-- Provided entries follows --
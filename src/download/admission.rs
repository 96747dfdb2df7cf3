//! Per-domain admission control
//!
//! Counts running downloads per source domain and refuses a new start once
//! a domain reaches its ceiling. The tracker carries no lock of its own: it
//! lives inside the manager's registry guard so that "pick a queued download
//! and start it" is a single check-and-commit.

use std::collections::HashMap;

#[derive(Debug)]
pub struct DomainAdmission {
    max_per_domain: usize,
    active: HashMap<String, usize>,
}

impl DomainAdmission {
    /// A ceiling of zero would never admit anything, so it is raised to one.
    pub fn new(max_per_domain: usize) -> Self {
        if max_per_domain == 0 {
            tracing::warn!("max_per_domain of 0 is not usable, using 1");
        }
        Self {
            max_per_domain: max_per_domain.max(1),
            active: HashMap::new(),
        }
    }

    pub fn max_per_domain(&self) -> usize {
        self.max_per_domain
    }

    /// Take a slot for `domain` if one is free
    pub fn try_acquire(&mut self, domain: &str) -> bool {
        let count = self.active.entry(domain.to_string()).or_insert(0);
        if *count < self.max_per_domain {
            *count += 1;
            true
        } else {
            false
        }
    }

    /// Give back a slot. Releasing an idle domain is a no-op.
    pub fn release(&mut self, domain: &str) {
        match self.active.get_mut(domain) {
            Some(count) if *count > 1 => *count -= 1,
            Some(_) => {
                self.active.remove(domain);
            }
            None => {
                tracing::warn!("Release for idle domain '{}' ignored", domain);
            }
        }
    }

    /// Current running count for `domain` (absent = 0)
    pub fn active(&self, domain: &str) -> usize {
        self.active.get(domain).copied().unwrap_or(0)
    }

    pub fn total_active(&self) -> usize {
        self.active.values().sum()
    }
}

/// Extract the admission bucket (host) from a URL
pub fn extract_domain(url: &str) -> Option<String> {
    url::Url::parse(url)
        .ok()
        .and_then(|u| u.host_str().map(|h| h.to_ascii_lowercase()))
}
-- Provided entries concluded --
## Exercise brief
A verbatim copy of all the entries above is requested.

## Result
filename src/download/admission.rs
repository 96747dfdb2df7cf3
//! Per-domain admission control
//!
//! Counts running downloads per source domain and refuses a new start once
//! a domain reaches its ceiling. The tracker carries no lock of its own: it
//! lives inside the manager's registry guard so that "pick a queued download
//! and start it" is a single check-and-commit.

use std::collections::HashMap;

#[derive(Debug)]
pub struct DomainAdmission {
    max_per_domain: usize,
    active: HashMap<String, usize>,
}

impl DomainAdmission {
    /// A ceiling of zero would never admit anything, so it is raised to one.
    pub fn new(max_per_domain: usize) -> Self {
        if max_per_domain == 0 {
            tracing::warn!("max_per_domain of 0 is not usable, using 1");
        }
        Self {
            max_per_domain: max_per_domain.max(1),
            active: HashMap::new(),
        }
    }

    pub fn max_per_domain(&self) -> usize {
        self.max_per_domain
    }

    /// Take a slot for `domain` if one is free
    pub fn try_acquire(&mut self, domain: &str) -> bool {
        let count = self.active.entry(domain.to_string()).or_insert(0);
        if *count < self.max_per_domain {
            *count += 1;
            true
        } else {
            false
        }
    }

    /// Give back a slot. Releasing an idle domain is a no-op.
    pub fn release(&mut self, domain: &str) {
        match self.active.get_mut(domain) {
            Some(count) if *count > 1 => *count -= 1,
            Some(_) => {
                self.active.remove(domain);
            }
            None => {
                tracing::warn!("Release for idle domain '{}' ignored", domain);
            }
        }
    }

    /// Current running count for `domain` (absent = 0)
    pub fn active(&self, domain: &str) -> usize {
        self.active.get(domain).copied().unwrap_or(0)
    }

    pub fn total_active(&self) -> usize {
        self.active.values().sum()
    }
}

/// Extract the admission bucket (host) from a URL
pub fn extract_domain(url: &str) -> Option<String> {
    url::Url::parse(url)
        .ok()
        .and_then(|u| u.host_str().map(|h| h.to_ascii_lowercase()))
}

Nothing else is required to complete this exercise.